Wherever a line holds the word "ZeroOrMore", copy that line from the data.

━━━━━━━━

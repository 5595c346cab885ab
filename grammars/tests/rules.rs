//! Generated parsers whose rules call each other.

use peggen_grammars::{arithmetic, greeting, keyword_rules};

fn value(result: Option<peggen_runtime::Match<String>>) -> Option<String> {
    result.map(|m| m.value)
}

#[test]
fn test_greeting() {
    assert_eq!(value(greeting::Parser.parse("hello world")), Some("hello world".into()));
    assert_eq!(value(greeting::Parser.parse("hi there friend")), Some("hi there".into()));
    assert_eq!(value(greeting::Parser.parse("hey you")), None);
    assert_eq!(value(greeting::Parser.parse("hello ")), None);
}

#[test]
fn test_arithmetic() {
    assert_eq!(value(arithmetic::Parser.parse("1+2*3")), Some("1+2*3".into()));
    assert_eq!(value(arithmetic::Parser.parse("42/7-10")), Some("42/7-10".into()));
    // A dangling operator is left unconsumed.
    assert_eq!(value(arithmetic::Parser.parse("12+")), Some("12".into()));
    assert_eq!(value(arithmetic::Parser.parse("+1")), None);
}

#[test]
fn test_arithmetic_length_is_byte_count() {
    let matched = arithmetic::Parser.parse("100*20 rest").expect("prefix matches");
    assert_eq!(matched.length, 6);
    assert_eq!(matched.value, "100*20");
}

#[test]
fn test_keyword_rule_names() {
    assert_eq!(value(keyword_rules::Parser.parse("int")), Some("int".into()));
    assert_eq!(value(keyword_rules::Parser.parse("m")), Some("m".into()));
    assert_eq!(value(keyword_rules::Parser.parse("x")), None);
}

#[test]
fn test_parser_constructors_agree() {
    let subject = "hello peggen";
    assert_eq!(greeting::Parser::new().parse(subject), greeting::Parser.parse(subject));
    assert_eq!(greeting::Parser::default().parse(subject), greeting::Parser.parse(subject));
}
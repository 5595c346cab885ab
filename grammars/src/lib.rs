//! Parsers generated by peggen from the grammars in `defs/`.
//!
//! `build.rs` compiles each `defs/<name>.json` into a `pub mod <name>` with a
//! `Parser` whose `parse` method matches a prefix of its input against the
//! grammar's first rule:
//!
//! ```
//! use peggen_grammars::greeting::Parser;
//!
//! let matched = Parser.parse("hello world").unwrap();
//! assert_eq!(matched.value, "hello world");
//! ```

include!(concat!(env!("OUT_DIR"), "/grammars.rs"));
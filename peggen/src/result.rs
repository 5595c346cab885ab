//! The accumulator every compile pass reads from and appends to.

use std::fmt;

/// How serious a [`Diagnostic`] is.
#[derive(Debug, Clone, Copy, PartialEq, Eq, PartialOrd, Ord, Hash)]
pub enum Severity {
    Warning,
    Error,
}

impl fmt::Display for Severity {
    fn fmt(&self, f: &mut fmt::Formatter<'_>) -> fmt::Result {
        match self {
            Severity::Warning => f.write_str("warning"),
            Severity::Error => f.write_str("error"),
        }
    }
}

/// A message about the grammar produced by a pass.
#[derive(Debug, Clone, PartialEq, Eq)]
pub struct Diagnostic {
    pub severity: Severity,
    /// Rule the message is about, if any.
    pub rule: Option<String>,
    pub message: String,
}

impl Diagnostic {
    pub fn warning(message: impl Into<String>) -> Self {
        Diagnostic {
            severity: Severity::Warning,
            rule: None,
            message: message.into(),
        }
    }

    pub fn error(message: impl Into<String>) -> Self {
        Diagnostic {
            severity: Severity::Error,
            rule: None,
            message: message.into(),
        }
    }

    pub fn for_rule(mut self, rule: impl Into<String>) -> Self {
        self.rule = Some(rule.into());
        self
    }
}

impl fmt::Display for Diagnostic {
    fn fmt(&self, f: &mut fmt::Formatter<'_>) -> fmt::Result {
        match &self.rule {
            Some(rule) => write!(f, "{}[{}]: {}", self.severity, rule, self.message),
            None => write!(f, "{}: {}", self.severity, self.message),
        }
    }
}

/// Output of one compile invocation: generated source plus diagnostics.
///
/// Created once per compile and passed by `&mut` through every pass, so a
/// pass sees everything the passes before it produced.
#[derive(Debug, Clone, Default, PartialEq, Eq)]
pub struct CompileResult {
    code: String,
    diagnostics: Vec<Diagnostic>,
}

impl CompileResult {
    pub fn new() -> Self {
        Self::default()
    }

    /// Source generated so far.
    pub fn code(&self) -> &str {
        &self.code
    }

    pub fn append_code(&mut self, code: &str) {
        self.code.push_str(code);
    }

    pub fn diagnostics(&self) -> &[Diagnostic] {
        &self.diagnostics
    }

    pub fn report(&mut self, diagnostic: Diagnostic) {
        self.diagnostics.push(diagnostic);
    }

    pub fn has_errors(&self) -> bool {
        self.diagnostics.iter().any(|d| d.severity == Severity::Error)
    }

    pub fn into_code(self) -> String {
        self.code
    }
}
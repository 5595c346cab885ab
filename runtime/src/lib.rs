//! Runtime support for peggen-generated parsers
//!
//! This crate provides:
//! - The immutable [`Cursor`] threaded through every generated rule function
//! - [`Match`] / [`ParseResult`], the outcome of a rule invocation
//! - The two primitive matchers generated code is built from
//!   ([`match_literal`] and [`match_any`])
//!
//! Generated parsers depend on nothing else, so the crate has no dependencies.

// Subject + position value type
mod cursor;
pub use cursor::Cursor;

// Rule outcomes
mod result;
pub use result::{Match, ParseResult};

// Primitive matchers called by generated code
mod matchers;
pub use matchers::{match_any, match_literal};
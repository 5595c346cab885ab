//! Indentation-aware line writer for generated source.

const INDENT: &str = "    ";

/// Accumulates generated source one line at a time, indenting each line by
/// the current nesting depth.
#[derive(Debug, Default)]
pub struct CodeWriter {
    buf: String,
    depth: usize,
}

impl CodeWriter {
    pub fn new() -> Self {
        Self::default()
    }

    /// Write `text` on its own line at the current depth.
    pub fn line(&mut self, text: impl AsRef<str>) {
        let text = text.as_ref();
        if !text.is_empty() {
            for _ in 0..self.depth {
                self.buf.push_str(INDENT);
            }
            self.buf.push_str(text);
        }
        self.buf.push('\n');
    }

    pub fn blank(&mut self) {
        self.buf.push('\n');
    }

    pub fn indent(&mut self) {
        self.depth += 1;
    }

    pub fn dedent(&mut self) {
        self.depth = self.depth.saturating_sub(1);
    }

    /// Write `head {` (or just `{` for an empty head) and indent.
    pub fn open(&mut self, head: impl AsRef<str>) {
        let head = head.as_ref();
        if head.is_empty() {
            self.line("{");
        } else {
            self.line(format!("{head} {{"));
        }
        self.indent();
    }

    /// Dedent and write `}` followed by `tail` (e.g. `;`).
    pub fn close(&mut self, tail: &str) {
        self.dedent();
        self.line(format!("}}{tail}"));
    }

    pub fn depth(&self) -> usize {
        self.depth
    }

    pub fn finish(self) -> String {
        self.buf
    }
}
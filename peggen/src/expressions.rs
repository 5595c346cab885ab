//! Grammar model: an ordered list of named rules, each a tree of PEG
//! combinators.
//!
//! The model is pure data. It arrives already validated (unique rule names,
//! resolved references, no left recursion) and is never mutated by a compile
//! pass. Recursion between rules goes through [`Expression::RuleReference`]
//! by name, so the trees themselves are acyclic.
//!
//! The model is serde-serialisable with snake_case tags, e.g.
//!
//! ```json
//! { "rules": [ { "name": "start", "expression": { "sequence": [ { "literal": "a" }, "wildcard" ] } } ] }
//! ```

use std::fmt;

use serde::{Deserialize, Serialize};

use crate::codegen::escape::escape_literal;

/// An ordered collection of rules. The first rule is the entry point.
#[derive(Debug, Clone, PartialEq, Eq, Serialize, Deserialize)]
pub struct Grammar {
    pub rules: Vec<Rule>,
}

impl Grammar {
    pub fn new(rules: Vec<Rule>) -> Self {
        Grammar { rules }
    }

    /// The rule parsing starts from, if the grammar has any rules.
    pub fn entry_rule(&self) -> Option<&Rule> {
        self.rules.first()
    }

    /// Look up a rule by name.
    pub fn rule(&self, name: &str) -> Option<&Rule> {
        self.rules.iter().find(|r| r.name == name)
    }

    pub fn rules(&self) -> &[Rule] {
        &self.rules
    }
}

/// A named parsing rule.
#[derive(Debug, Clone, PartialEq, Eq, Serialize, Deserialize)]
pub struct Rule {
    pub name: String,
    pub expression: Expression,
}

impl Rule {
    pub fn new(name: impl Into<String>, expression: Expression) -> Self {
        Rule {
            name: name.into(),
            expression,
        }
    }
}

/// A parsing expression.
///
/// Every consumer dispatches over this enum with an exhaustive `match`, so
/// adding a variant is a compile error everywhere it is not handled.
#[derive(Debug, Clone, PartialEq, Eq, Serialize, Deserialize)]
#[serde(rename_all = "snake_case")]
pub enum Expression {
    /// Matches the exact text.
    Literal(String),
    /// Matches any single character; fails only at end of input.
    Wildcard,
    /// Matches every item in order.
    Sequence(Vec<Expression>),
    /// Ordered choice: the first alternative that matches wins.
    Choice(Vec<Expression>),
    /// Greedy repetition, zero or more times. Never fails.
    ZeroOrMore(Box<Expression>),
    /// Greedy repetition, at least once.
    OneOrMore(Box<Expression>),
    /// Matches the inner expression or nothing.
    Optional(Box<Expression>),
    /// Zero-width: succeeds iff the inner expression matches.
    AndPredicate(Box<Expression>),
    /// Zero-width: succeeds iff the inner expression does not match.
    NotPredicate(Box<Expression>),
    /// Invokes another rule by name.
    RuleReference(String),
}

impl Expression {
    pub fn literal(text: impl Into<String>) -> Self {
        Expression::Literal(text.into())
    }

    pub fn wildcard() -> Self {
        Expression::Wildcard
    }

    pub fn sequence(items: impl IntoIterator<Item = Expression>) -> Self {
        Expression::Sequence(items.into_iter().collect())
    }

    pub fn choice(alternatives: impl IntoIterator<Item = Expression>) -> Self {
        Expression::Choice(alternatives.into_iter().collect())
    }

    pub fn zero_or_more(inner: Expression) -> Self {
        Expression::ZeroOrMore(Box::new(inner))
    }

    pub fn one_or_more(inner: Expression) -> Self {
        Expression::OneOrMore(Box::new(inner))
    }

    pub fn optional(inner: Expression) -> Self {
        Expression::Optional(Box::new(inner))
    }

    pub fn and_predicate(inner: Expression) -> Self {
        Expression::AndPredicate(Box::new(inner))
    }

    pub fn not_predicate(inner: Expression) -> Self {
        Expression::NotPredicate(Box::new(inner))
    }

    pub fn rule_reference(name: impl Into<String>) -> Self {
        Expression::RuleReference(name.into())
    }

    /// Whether this expression prints without parentheses as an operand of a
    /// prefix or suffix operator.
    fn is_atomic(&self) -> bool {
        matches!(
            self,
            Expression::Literal(_) | Expression::Wildcard | Expression::RuleReference(_)
        )
    }
}

// ══════════════════════════════════════════════════════════════════════════════
// PEG notation
// ══════════════════════════════════════════════════════════════════════════════

/// Writes `expr`, parenthesised unless it is atomic.
struct Operand<'a>(&'a Expression);

impl fmt::Display for Operand<'_> {
    fn fmt(&self, f: &mut fmt::Formatter<'_>) -> fmt::Result {
        if self.0.is_atomic() {
            write!(f, "{}", self.0)
        } else {
            write!(f, "({})", self.0)
        }
    }
}

impl fmt::Display for Expression {
    fn fmt(&self, f: &mut fmt::Formatter<'_>) -> fmt::Result {
        match self {
            Expression::Literal(text) => write!(f, "\"{}\"", escape_literal(text)),
            Expression::Wildcard => f.write_str("."),
            Expression::Sequence(items) if items.is_empty() => f.write_str("()"),
            Expression::Sequence(items) => {
                for (i, item) in items.iter().enumerate() {
                    if i > 0 {
                        f.write_str(" ")?;
                    }
                    match item {
                        Expression::Sequence(_) | Expression::Choice(_) => write!(f, "({})", item)?,
                        _ => write!(f, "{}", item)?,
                    }
                }
                Ok(())
            }
            Expression::Choice(alternatives) if alternatives.is_empty() => f.write_str("!()"),
            Expression::Choice(alternatives) => {
                for (i, alternative) in alternatives.iter().enumerate() {
                    if i > 0 {
                        f.write_str(" / ")?;
                    }
                    match alternative {
                        Expression::Choice(_) => write!(f, "({})", alternative)?,
                        _ => write!(f, "{}", alternative)?,
                    }
                }
                Ok(())
            }
            Expression::ZeroOrMore(inner) => write!(f, "{}*", Operand(inner.as_ref())),
            Expression::OneOrMore(inner) => write!(f, "{}+", Operand(inner.as_ref())),
            Expression::Optional(inner) => write!(f, "{}?", Operand(inner.as_ref())),
            Expression::AndPredicate(inner) => write!(f, "&{}", Operand(inner.as_ref())),
            Expression::NotPredicate(inner) => write!(f, "!{}", Operand(inner.as_ref())),
            Expression::RuleReference(name) => f.write_str(name),
        }
    }
}

impl fmt::Display for Rule {
    fn fmt(&self, f: &mut fmt::Formatter<'_>) -> fmt::Result {
        write!(f, "{} <- {}", self.name, self.expression)
    }
}

impl fmt::Display for Grammar {
    fn fmt(&self, f: &mut fmt::Formatter<'_>) -> fmt::Result {
        for rule in &self.rules {
            writeln!(f, "{}", rule)?;
        }
        Ok(())
    }
}
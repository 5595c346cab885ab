//! Code generation settings.
//!
//! The tool name and version written into the generated header are plain
//! configuration. Their defaults are this crate's package name and version,
//! fixed when the generator itself is compiled.

use serde::{Deserialize, Serialize};

/// Settings recognised by the code generation pass.
#[derive(Debug, Clone, PartialEq, Eq, Serialize, Deserialize)]
#[serde(default)]
pub struct CodegenConfig {
    /// Tool name written into the generated header.
    pub tool_name: String,
    /// Tool version written into the generated header.
    pub tool_version: String,
    /// Wrap the output in `pub mod {module_name} { ... }` when set.
    pub module_name: Option<String>,
    /// Name of the generated parser type.
    pub parser_name: String,
    /// Path of the runtime crate the generated code imports from.
    pub runtime_crate: String,
}

impl Default for CodegenConfig {
    fn default() -> Self {
        CodegenConfig {
            tool_name: env!("CARGO_PKG_NAME").to_string(),
            tool_version: env!("CARGO_PKG_VERSION").to_string(),
            module_name: None,
            parser_name: "Parser".to_string(),
            runtime_crate: "peggen_runtime".to_string(),
        }
    }
}

impl CodegenConfig {
    pub fn with_tool(mut self, name: impl Into<String>, version: impl Into<String>) -> Self {
        self.tool_name = name.into();
        self.tool_version = version.into();
        self
    }

    pub fn with_module_name(mut self, module_name: impl Into<String>) -> Self {
        self.module_name = Some(module_name.into());
        self
    }

    pub fn with_parser_name(mut self, parser_name: impl Into<String>) -> Self {
        self.parser_name = parser_name.into();
        self
    }

    pub fn with_runtime_crate(mut self, runtime_crate: impl Into<String>) -> Self {
        self.runtime_crate = runtime_crate.into();
        self
    }
}
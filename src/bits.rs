//! Bit strings as the simulator sees them.
//!
//! A [`BitString`] is an ordered sequence of bits that prints as `0`/`1` text.
//! Storage is a `bitvec` vector in most-significant-bit-first order, so the
//! first character of the text form is bit index 0 (codeword position 1).

use crate::error::{Error, Result};
use bitvec::prelude::*;
use std::fmt::{self, Display, Formatter};
use std::str::FromStr;

/// Text symbol for a single bit.
pub fn symbol(bit: bool) -> char {
    if bit {
        '1'
    } else {
        '0'
    }
}

/// An ordered, owned sequence of bits.
#[derive(Debug, Clone, Default, PartialEq, Eq)]
pub struct BitString {
    bits: BitVec<u8, Msb0>,
}

impl BitString {
    /// Creates an empty bit string.
    pub fn new() -> Self {
        Self::default()
    }

    /// Creates a bit string of `len` zero bits.
    pub fn zeroed(len: usize) -> Self {
        Self {
            bits: bitvec![u8, Msb0; 0; len],
        }
    }

    /// Builds a bit string from free text, keeping only `0` and `1` characters.
    ///
    /// Never fails; text with no binary digits yields an empty string.
    pub fn from_filtered(text: &str) -> Self {
        text.chars()
            .filter_map(|c| match c {
                '0' => Some(false),
                '1' => Some(true),
                _ => None,
            })
            .collect()
    }

    pub fn len(&self) -> usize {
        self.bits.len()
    }

    pub fn is_empty(&self) -> bool {
        self.bits.is_empty()
    }

    /// Returns the bit at the 0-based `index`, if present.
    pub fn get(&self, index: usize) -> Option<bool> {
        self.bits.get(index).map(|bit| *bit)
    }

    /// Returns the bit at the 1-based codeword `position`.
    ///
    /// Positions outside `1..=len` read as zero.
    pub fn at(&self, position: usize) -> bool {
        position
            .checked_sub(1)
            .and_then(|index| self.get(index))
            .unwrap_or(false)
    }

    /// Sets the bit at the 0-based `index`. Out-of-range indices are ignored.
    pub fn set(&mut self, index: usize, value: bool) {
        if index < self.bits.len() {
            self.bits.set(index, value);
        }
    }

    /// Inverts the bit at the 0-based `index`, returning the new value.
    pub fn toggle(&mut self, index: usize) -> Option<bool> {
        let flipped = !self.get(index)?;
        self.bits.set(index, flipped);
        Some(flipped)
    }

    pub fn push(&mut self, bit: bool) {
        self.bits.push(bit);
    }

    pub fn iter(&self) -> impl Iterator<Item = bool> + '_ {
        self.bits.iter().by_vals()
    }

    pub fn as_bitslice(&self) -> &BitSlice<u8, Msb0> {
        &self.bits
    }
}

impl From<BitVec<u8, Msb0>> for BitString {
    fn from(bits: BitVec<u8, Msb0>) -> Self {
        Self { bits }
    }
}

impl FromIterator<bool> for BitString {
    fn from_iter<I: IntoIterator<Item = bool>>(iter: I) -> Self {
        Self {
            bits: iter.into_iter().collect(),
        }
    }
}

impl FromStr for BitString {
    type Err = Error;

    /// Strict parse: every character must be `0` or `1`.
    fn from_str(s: &str) -> Result<Self> {
        s.chars()
            .enumerate()
            .map(|(index, symbol)| match symbol {
                '0' => Ok(false),
                '1' => Ok(true),
                _ => Err(Error::InvalidBit { symbol, index }),
            })
            .collect()
    }
}

impl Display for BitString {
    fn fmt(&self, f: &mut Formatter<'_>) -> fmt::Result {
        for bit in self.iter() {
            write!(f, "{}", symbol(bit))?;
        }
        Ok(())
    }
}

#[cfg(test)]
mod tests {
    use super::*;

    #[test]
    fn test_display_matches_input() {
        let bits: BitString = "0110011".parse().unwrap();
        assert_eq!(bits.len(), 7);
        assert_eq!(bits.to_string(), "0110011");
    }

    #[test]
    fn test_strict_parse_rejects_other_symbols() {
        let err = "10a1".parse::<BitString>().unwrap_err();
        assert!(matches!(
            err,
            Error::InvalidBit {
                symbol: 'a',
                index: 2
            }
        ));
    }

    #[test]
    fn test_filtered_keeps_only_binary_digits() {
        assert_eq!(BitString::from_filtered("1 0-1_1x").to_string(), "1011");
        assert!(BitString::from_filtered("hello").is_empty());
    }

    #[test]
    fn test_positions_are_one_based() {
        let bits: BitString = "100".parse().unwrap();
        assert!(bits.at(1));
        assert!(!bits.at(2));
        assert!(!bits.at(0));
        assert!(!bits.at(4));
    }

    #[test]
    fn test_toggle() {
        let mut bits = BitString::zeroed(3);
        assert_eq!(bits.toggle(1), Some(true));
        assert_eq!(bits.to_string(), "010");
        assert_eq!(bits.toggle(3), None);
    }
}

━━━━━━━━

• [EXERCISE SOLUTION]
    ZeroOrMore(Box<Expression>),
        Expression::ZeroOrMore(Box::new(inner))
            Expression::ZeroOrMore(inner) => write!(f, "{}*", Operand(inner.as_ref())),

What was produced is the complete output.